Big data: opportunity or threat?

‘Big data’ wants to choke your organization. Don’t let it happen.

What is big data?

The McKinsey Global Institute report Big data:  The next frontier for innovation, competition, and productivity (May 2011) is a relatively well-informed and hype-free description of the opportunities presented by Big Data.  They define Big Data as “datasets whose size is beyond the ability of typical database software to capture, store, manage, and analyze.”

It’s important to note that they define it in terms of a functional capability (the last five words of their definition), rather than any absolute in terms of dataset size.  If we can manage and analyze it, by their definition it’s no longer ‘big’.

I’d argue that McKinsey’s definition does not go far enough, and that we should actually be concerned with doing something value-productive with the resulting analysis — an argument I’ll develop further below.

How big data works

What we used to call ‘reality’ has now morphed from ‘analog reality’ to ‘digital reality’.  Nearly everything has digital sensors on it — all this data goes into one big pool — it’s similar to what we used to call data warehousing, except this time on steroids.

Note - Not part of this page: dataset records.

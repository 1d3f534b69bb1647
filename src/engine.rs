//! Engine Module
//!
//! Glue between the transaction log and the sharded store.
//!
//! ## Responsibilities
//! - Rebuild the store from the log on startup
//! - Record every mutation in the log before applying it to the store
//! - Serve reads straight from the store

use std::fs;
use std::path::{Path, PathBuf};

use tracing::{error, info};

use crate::config::Config;
use crate::error::Result;
use crate::store::ShardedStore;
use crate::wal::TransactionLogger;

/// An opened store with its transaction log
///
/// ## Write Path
/// `put`/`delete` submit the mutation to the logger first and then apply it
/// to the store. The log is the source of truth; the store is a cache that
/// can always be rebuilt by replay.
///
/// ## Concurrency
/// All methods take `&self`. Writers contend only on the shard lock of their
/// key and on the logger's bounded queue. Because submission and application
/// are two steps, two concurrent writers of the same key may apply in a
/// different order than they were logged; callers that need per-key order
/// must serialize their own writes to that key.
pub struct Engine {
    config: Config,
    store: ShardedStore,
    logger: TransactionLogger,

    /// Events applied from the log during open
    recovered: u64,
}

impl Engine {
    const LOG_FILENAME: &'static str = "transactions.log";

    /// Open or create an engine with the given config
    ///
    /// On startup:
    /// 1. Create the data directory
    /// 2. Build an empty store
    /// 3. Replay the log into the store
    /// 4. Start the log writer
    pub fn open(config: Config) -> Result<Self> {
        config.validate()?;
        fs::create_dir_all(&config.data_dir)?;

        let store = ShardedStore::new(config.shard_count)?;
        let mut logger = TransactionLogger::open(Self::log_path(&config.data_dir), config.logger())?;

        let recovered = Self::recover(&mut logger, &store)?;
        logger.run()?;

        info!(
            data_dir = %config.data_dir.display(),
            shards = config.shard_count,
            recovered,
            keys = store.len(),
            "engine opened"
        );

        Ok(Self {
            config,
            store,
            logger,
            recovered,
        })
    }

    /// Open with a path (convenience method)
    ///
    /// Uses default config with the specified data directory
    pub fn open_path(path: &Path) -> Result<Self> {
        Self::open(Config::builder().data_dir(path).build())
    }

    /// Path of the log file inside `data_dir`
    pub fn log_path(data_dir: &Path) -> PathBuf {
        data_dir.join(Self::LOG_FILENAME)
    }

    fn recover(logger: &mut TransactionLogger, store: &ShardedStore) -> Result<u64> {
        let mut replay = logger.replay()?;
        while let Some(event) = replay.next() {
            match event {
                Ok(event) => store.apply(&event),
                Err(e) => {
                    error!(
                        applied = replay.events_replayed(),
                        error = %e,
                        "log replay failed; refusing to start"
                    );
                    return Err(e);
                }
            }
        }
        Ok(replay.events_replayed())
    }

    /// Get a value by key
    pub fn get(&self, key: &str) -> Result<String> {
        self.store.get(key)
    }

    /// Log, then apply, a put
    pub fn put(&self, key: &str, value: &str) -> Result<()> {
        self.logger.submit_put(key, value)?;
        self.store.put(key, value);
        Ok(())
    }

    /// Log, then apply, a delete
    pub fn delete(&self, key: &str) -> Result<()> {
        self.logger.submit_delete(key)?;
        self.store.delete(key);
        Ok(())
    }

    /// Close the transaction log.
    ///
    /// Mutations still queued in the logger are dropped.
    pub fn close(self) -> Result<()> {
        self.logger.close()
    }

    // =========================================================================
    // Accessors (for testing and debugging)
    // =========================================================================

    pub fn store(&self) -> &ShardedStore {
        &self.store
    }

    pub fn logger(&self) -> &TransactionLogger {
        &self.logger
    }

    pub fn config(&self) -> &Config {
        &self.config
    }

    /// Number of events replayed into the store during open
    pub fn recovered_events(&self) -> u64 {
        self.recovered
    }
}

Then various metrics are captured and analyzed for correlation.  When certain factors move together with a certain level of statistical reliability, they are said to be ‘correlated’.  It’s tempting to assume they are also related in some causal way — but this is often premature at best.  What is needed in addition — and it’s a big methodological step — is a mechanism of causation.

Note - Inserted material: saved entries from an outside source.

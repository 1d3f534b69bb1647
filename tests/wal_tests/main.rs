//! Transaction log test suite

mod event_tests;
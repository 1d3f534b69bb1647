//! Log Writer
//!
//! Appends committed events to the log file. Owned by the logger's single
//! consumer thread once the logger is running.

use std::fs::{File, OpenOptions};
use std::io::Write;
use std::path::Path;

use crate::config::SyncStrategy;
use crate::error::{KvError, Result};

use super::{Event, Mutation};

/// Open the log for reading and appending, creating it if absent
pub(crate) fn open_log_file(path: &Path) -> Result<File> {
    let mut options = OpenOptions::new();
    options.read(true).append(true).create(true);

    #[cfg(unix)]
    {
        use std::os::unix::fs::OpenOptionsExt;
        options.mode(0o644);
    }

    options.open(path).map_err(|source| KvError::Open {
        path: path.to_path_buf(),
        source,
    })
}

/// Writes events to the log file, assigning ids as it goes
pub struct LogWriter {
    file: File,

    /// Highest id written or replayed; `None` until one is seen
    last_id: Option<u64>,

    /// Bytes at the head of the file that replay accepted as whole events
    replayed_len: u64,

    sync_strategy: SyncStrategy,

    /// Lines written since the last fsync
    unsynced: usize,
}

impl LogWriter {
    /// Open or create a log file for appending
    pub fn open(path: &Path, sync_strategy: SyncStrategy) -> Result<Self> {
        Ok(Self::from_file(open_log_file(path)?, sync_strategy))
    }

    pub(crate) fn from_file(file: File, sync_strategy: SyncStrategy) -> Self {
        Self {
            file,
            last_id: None,
            replayed_len: 0,
            sync_strategy,
            unsynced: 0,
        }
    }

    /// Assign the next id to `mutation` and append it as one line.
    ///
    /// The line goes out in a single `write_all`, so a failed append never
    /// leaves a line that looks complete.
    pub fn append(&mut self, mutation: Mutation) -> Result<Event> {
        let id = self.next_id()?;
        let event = mutation.into_event(id);

        let mut line = event.encode();
        line.push('\n');
        self.file.write_all(line.as_bytes())?;

        self.last_id = Some(id);
        self.unsynced += 1;

        let due = match self.sync_strategy {
            SyncStrategy::EveryWrite => true,
            SyncStrategy::EveryNEntries { count } => self.unsynced >= count,
            SyncStrategy::OsBuffered => false,
        };
        if due {
            self.sync()?;
        }

        Ok(event)
    }

    /// Force sync to disk
    pub fn sync(&mut self) -> Result<()> {
        self.file.sync_data()?;
        self.unsynced = 0;
        Ok(())
    }

    /// Highest id this writer has written or been told about by replay
    pub fn last_id(&self) -> Option<u64> {
        self.last_id
    }

    /// Lines written but not yet fsynced
    pub fn unsynced_count(&self) -> usize {
        self.unsynced
    }

    /// Record an event accepted by replay. `len` counts its newline.
    pub(crate) fn accept_replayed(&mut self, id: u64, len: u64) {
        self.last_id = Some(id);
        self.replayed_len += len;
    }

    pub(crate) fn replayed_len(&self) -> u64 {
        self.replayed_len
    }

    /// A second handle on the same open file, sharing its cursor
    pub(crate) fn reader_handle(&self) -> Result<File> {
        Ok(self.file.try_clone()?)
    }

    pub(crate) fn file_len(&self) -> Result<u64> {
        Ok(self.file.metadata()?.len())
    }

    fn next_id(&self) -> Result<u64> {
        match self.last_id {
            None => Ok(1),
            Some(id) => id
                .checked_add(1)
                .ok_or_else(|| KvError::WriterIo(format!("id space exhausted after {}", id))),
        }
    }
}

Big Data is essentially a data-up approach.  The economic business case for it rests on the fact that data collection and storage have become relatively inexpensive – often wholly automated through collection sensors, telecommunications, servers, and so on.  The rationale continues that if it incurs little cost to collect, it’s best to collect it just in case — even if the reason for doing so is initially unclear or non-existent.

The hidden fallacy

This rationale behind Big Data sounds reasonable enough — but there’s a catch, a big one.  The central problem with this logic is that it neglects to price in (i.e., it treats as ‘free’) the most costly and rare resource in the ‘knowledge value chain’ — the human attention and processing needed to convert the analyzed information into decisions and actions.  Without that (so the KVC model says) there is little possibility of creating value, however that’s defined by your organization.

If the human processing element were built into the equation, the ROI would look much different.  Then it would become clear that just because you CAN gather some data, does not necessarily mean you SHOULD from a cost-effectiveness point of view.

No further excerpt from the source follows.